Suku Uighur adalah kelompok minoritas Muslim di China yang berjumlah sekitar 11 juta orang dan bermukim di bagian barat negara ini.
Pada Agustus 2018, sebuah komite PBB mendapat laporan, hingga satu juta warga Uighur dan kelompok Muslim lainnya ditahan di wilayah Xinjiang barat.
Di sana mereka menjalani apa yang disebut program 'reedukasi, atau 'pendidikan ulang'.
Respons pemerintah Indonesia
Wakil Presiden Jusuf Kalla menyatakan, Indonesia masih menunggu informasi terkait kondisi aktual warga Uighur Xinjiang.

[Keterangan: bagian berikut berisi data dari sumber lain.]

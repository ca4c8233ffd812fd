//! Panix Incremental - Development Tools

use std::path::PathBuf;
use std::process::ExitCode;

use clap::{Parser, Subcommand};
use tracing_subscriber::{layer::SubscriberExt, util::SubscriberInitExt};

#[derive(Parser)]
#[command(name = "panix-tools")]
#[command(about = "Development tools for Panix Incremental")]
struct Cli {
    #[command(subcommand)]
    command: Commands,
}

#[derive(Subcommand)]
enum Commands {
    /// Validate a config file and/or an override file
    Validate {
        /// Full config RON file (built-in content if omitted)
        path: Option<PathBuf>,

        /// Override RON file merged on top of the config
        #[arg(short, long)]
        overrides: Option<PathBuf>,
    },
}

fn main() -> ExitCode {
    // Initialize tracing
    tracing_subscriber::registry()
        .with(tracing_subscriber::fmt::layer().with_writer(std::io::stderr))
        .with(
            tracing_subscriber::EnvFilter::try_from_default_env()
                .unwrap_or_else(|_| tracing_subscriber::EnvFilter::new("info")),
        )
        .init();

    let cli = Cli::parse();

    match cli.command {
        Commands::Validate { path, overrides } => {
            match panix_tools::validate::validate_files(path.as_deref(), overrides.as_deref()) {
                Ok(summary) => {
                    for skipped in &summary.skipped_overrides {
                        tracing::warn!("Override {skipped} will be skipped: new ids need the custom_ prefix");
                    }
                    tracing::info!(
                        resources = summary.resources,
                        tile_types = summary.tile_types,
                        components = summary.components,
                        drones = summary.drones,
                        structures = summary.structures,
                        "Validation passed"
                    );
                    ExitCode::SUCCESS
                }
                Err(e) => {
                    for problem in e.problems() {
                        tracing::error!("{problem}");
                    }
                    tracing::error!("Validation failed");
                    ExitCode::FAILURE
                }
            }
        }
    }
}
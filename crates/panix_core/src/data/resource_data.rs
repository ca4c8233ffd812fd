//! Resource and tile type definitions.

use serde::{Deserialize, Serialize};

/// A resource tracked by the ledger.
///
/// # Example RON
///
/// ```ron
/// ResourceData(id: "iron", name: "resources.iron", icon: "🔩", base_rate: 1.0)
/// ```
#[derive(Debug, Clone, PartialEq, Serialize, Deserialize)]
pub struct ResourceData {
    /// Unique identifier, also the ledger key.
    pub id: String,
    /// Localization key for the display name.
    pub name: String,
    /// Display glyph.
    pub icon: String,
    /// Generation multiplier for tiles producing this resource.
    #[serde(default)]
    pub base_rate: f64,
}

impl ResourceData {
    /// Create a resource definition.
    #[must_use]
    pub fn new(id: &str, icon: &str, base_rate: f64) -> Self {
        Self {
            id: id.to_string(),
            name: format!("resources.{id}"),
            icon: icon.to_string(),
            base_rate,
        }
    }

    /// Built-in resources: iron, silicon, energy.
    #[must_use]
    pub fn builtin() -> Vec<Self> {
        vec![
            Self::new("iron", "🔩", 1.0),
            Self::new("silicon", "💎", 1.0),
            // Energy only comes from structures.
            Self::new("energy", "⚡", 0.0),
        ]
    }
}

/// A tile type that map layouts may reference.
#[derive(Debug, Clone, PartialEq, Serialize, Deserialize)]
pub struct TileTypeData {
    /// Unique identifier used in layout cells.
    pub id: String,
    /// Localization key for the display name.
    pub name: String,
    /// Resource mined by drones on this tile, `None` for barren tiles.
    #[serde(default)]
    pub resource_produced: Option<String>,
    /// Generation multiplier.
    #[serde(default)]
    pub base_rate: f64,
}

impl TileTypeData {
    /// Built-in tile types: one per resource plus `empty`.
    #[must_use]
    pub fn builtin() -> Vec<Self> {
        let mut tiles: Vec<Self> = ["iron", "silicon", "energy"]
            .into_iter()
            .map(|id| Self {
                id: id.to_string(),
                name: format!("tiles.{id}"),
                resource_produced: Some(id.to_string()),
                base_rate: 1.0,
            })
            .collect();
        tiles.push(Self {
            id: "empty".to_string(),
            name: "tiles.empty".to_string(),
            resource_produced: None,
            base_rate: 0.0,
        });
        tiles
    }
}
//! Resource ledger and per-tick generation.
//!
//! Time enters the game only through [`ResourceManager::update`]. The host
//! must call it once per frame with the true elapsed time; there is no
//! internal clock and no deduplication of repeated deltas.

use std::collections::BTreeMap;

use serde::{Deserialize, Serialize};

use crate::config::GameConfig;
use crate::data::ResourceCost;
use crate::grid::HexGrid;
use crate::structures::StructureManager;

/// Persisted ledger contents.
#[derive(Debug, Clone, Default, PartialEq, Serialize, Deserialize)]
#[serde(rename_all = "camelCase")]
pub struct ResourceSaveData {
    /// Raw (unfloored) amounts by resource id.
    pub resources: BTreeMap<String, f64>,
}

/// Accumulated resources plus the last computed generation rates.
#[derive(Debug, Clone, PartialEq)]
pub struct ResourceManager {
    amounts: BTreeMap<String, f64>,
    rates: BTreeMap<String, f64>,
    starting: BTreeMap<String, f64>,
}

impl ResourceManager {
    /// Create a ledger holding every configured resource at its starting amount.
    #[must_use]
    pub fn new(config: &GameConfig) -> Self {
        let starting: BTreeMap<String, f64> = config
            .resource_ids()
            .map(|id| {
                let amount = config
                    .balance
                    .resources
                    .starting_resources
                    .get(id)
                    .copied()
                    .unwrap_or(0.0);
                (id.to_string(), amount.max(0.0))
            })
            .collect();

        Self {
            rates: starting.keys().map(|id| (id.clone(), 0.0)).collect(),
            amounts: starting.clone(),
            starting,
        }
    }

    /// Create a ledger with explicit amounts, all other ids unknown.
    #[must_use]
    pub fn from_amounts<'a>(amounts: impl IntoIterator<Item = (&'a str, f64)>) -> Self {
        let amounts: BTreeMap<String, f64> = amounts
            .into_iter()
            .map(|(id, amount)| (id.to_string(), amount.max(0.0)))
            .collect();
        Self {
            rates: amounts.keys().map(|id| (id.clone(), 0.0)).collect(),
            starting: amounts.keys().map(|id| (id.clone(), 0.0)).collect(),
            amounts,
        }
    }

    /// Advance generation by `delta_ms` milliseconds.
    ///
    /// Adds the starting base's fixed iron output, every drone-occupied
    /// resource tile's output and, when given, the passive output of placed
    /// structures. Refreshes the rate snapshot and clamps every total at zero.
    pub fn update(
        &mut self,
        delta_ms: f64,
        grid: &HexGrid,
        structures: Option<&StructureManager>,
    ) {
        let delta_seconds = (delta_ms / 1000.0).max(0.0);

        for rate in self.rates.values_mut() {
            *rate = 0.0;
        }

        if let Some(start) = grid.starting_tile() {
            let rate = grid.generation_rate(start.coord);
            self.credit("iron", rate, delta_seconds);
        }

        for tile in grid.tiles() {
            if tile.drones == 0 || tile.is_starting {
                continue;
            }
            if let Some(resource) = tile.tile_type.resource() {
                let rate = grid.generation_rate(tile.coord);
                self.credit(resource, rate, delta_seconds);
            }
        }

        if let Some(structures) = structures {
            for (resource, rate) in structures.production_rates() {
                self.credit(&resource, rate, delta_seconds);
            }
        }

        self.clamp();
    }

    fn credit(&mut self, resource: &str, rate: f64, delta_seconds: f64) {
        if let Some(amount) = self.amounts.get_mut(resource) {
            *amount += rate * delta_seconds;
            *self.rates.entry(resource.to_string()).or_insert(0.0) += rate;
        }
    }

    fn clamp(&mut self) {
        for amount in self.amounts.values_mut() {
            if !(*amount >= 0.0) {
                *amount = 0.0;
            }
        }
    }

    /// Current amount, floored for display and affordability.
    #[must_use]
    pub fn resource(&self, id: &str) -> u64 {
        self.amounts
            .get(id)
            .map_or(0, |amount| amount.floor() as u64)
    }

    /// Unfloored amount.
    #[must_use]
    pub fn raw_amount(&self, id: &str) -> f64 {
        self.amounts.get(id).copied().unwrap_or(0.0)
    }

    /// All amounts, floored.
    #[must_use]
    pub fn all_resources(&self) -> BTreeMap<String, u64> {
        self.amounts
            .keys()
            .map(|id| (id.clone(), self.resource(id)))
            .collect()
    }

    /// Rate per second computed by the last update.
    #[must_use]
    pub fn generation_rate(&self, id: &str) -> f64 {
        self.rates.get(id).copied().unwrap_or(0.0)
    }

    /// All rates from the last update.
    #[must_use]
    pub fn generation_rates(&self) -> &BTreeMap<String, f64> {
        &self.rates
    }

    /// Whether every listed resource's floored amount covers the cost.
    ///
    /// Vacuously true for an empty cost.
    #[must_use]
    pub fn can_afford(&self, cost: &ResourceCost) -> bool {
        cost.iter()
            .all(|(id, &required)| self.resource(id) >= required)
    }

    /// Deduct a cost, all or nothing.
    ///
    /// Returns `false` without touching the ledger when unaffordable.
    pub fn spend(&mut self, cost: &ResourceCost) -> bool {
        if !self.can_afford(cost) {
            return false;
        }

        for (id, &amount) in cost {
            if let Some(current) = self.amounts.get_mut(id) {
                *current -= amount as f64;
            }
        }
        self.clamp();
        true
    }

    /// Add to a resource. Unknown ids are ignored.
    pub fn add_resource(&mut self, id: &str, amount: f64) {
        match self.amounts.get_mut(id) {
            Some(current) => {
                *current += amount;
                self.clamp();
            }
            None => tracing::debug!(resource = id, "Ignoring add for unknown resource"),
        }
    }

    /// Restore the starting amounts.
    pub fn reset(&mut self) {
        self.amounts = self.starting.clone();
        for rate in self.rates.values_mut() {
            *rate = 0.0;
        }
    }

    /// Snapshot for persistence.
    #[must_use]
    pub fn save_data(&self) -> ResourceSaveData {
        ResourceSaveData {
            resources: self.amounts.clone(),
        }
    }

    /// Replace the ledger with saved amounts.
    ///
    /// Configured ids missing from the save fall back to zero; ids the config
    /// does not know are skipped. Negative amounts are clamped.
    pub fn load_save_data(&mut self, data: &ResourceSaveData) {
        for amount in self.amounts.values_mut() {
            *amount = 0.0;
        }
        for (id, &amount) in &data.resources {
            match self.amounts.get_mut(id) {
                Some(slot) => *slot = amount,
                None => tracing::warn!(id = %id, "Skipping saved amount for unknown resource"),
            }
        }
        self.clamp();
    }
}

Ia mengatakan, pada 17 Desember lalu, Menteri Luar Negeri Retno LP Marsudi telah memanggil Dubes China di Indonesia untuk menyampaikan keprihatinan.
Selain itu, juga telah memerintahkan Duta Besar RI di Beijing untuk melihat keadaan sebenarnya di Xinjiang, RRC.
"Semuanya menunggu laporan dari Kedubes dan follow up dari pertemuan, pemanggilan Dubes China ke Menlu pada tanggal 17 lalu," ujar JK, di Kantor Wapres RI, Jalan Medan Merdeka Utara, Jakarta Pusat, Kamis (20/12/2018).
Sementara itu, Menteri Agama, Lukman Hakim Syaifuddin mengatakan, Pemerintah RRC harus memberikan penjelasan terbuka terkait kondisi aktual warga Uighur Xinjiang.
Menurutnya, sejumlah informasi beredar tentang kondisi warga Uighur.
Satu di antaranya disebutkan telah terjadi separatisme sehingga menggerakkan simpatik masyarakat dunia.
"Dalam dunia global dengan kecepatan arus informasi seperti saat ini, kondisi masyarakat Uighur penting untuk diketahui masyarakat dunia."
"Maka, akan jauh lebih baik bila pihak otoritas Pemerintah RRC langsung yang menjelaskan ke masyarakat dunia, agar tak menimbulkan dugaan-dugaan yang tak berdasar," ujar Menag di Jakarta, Rabu (19/12/2018).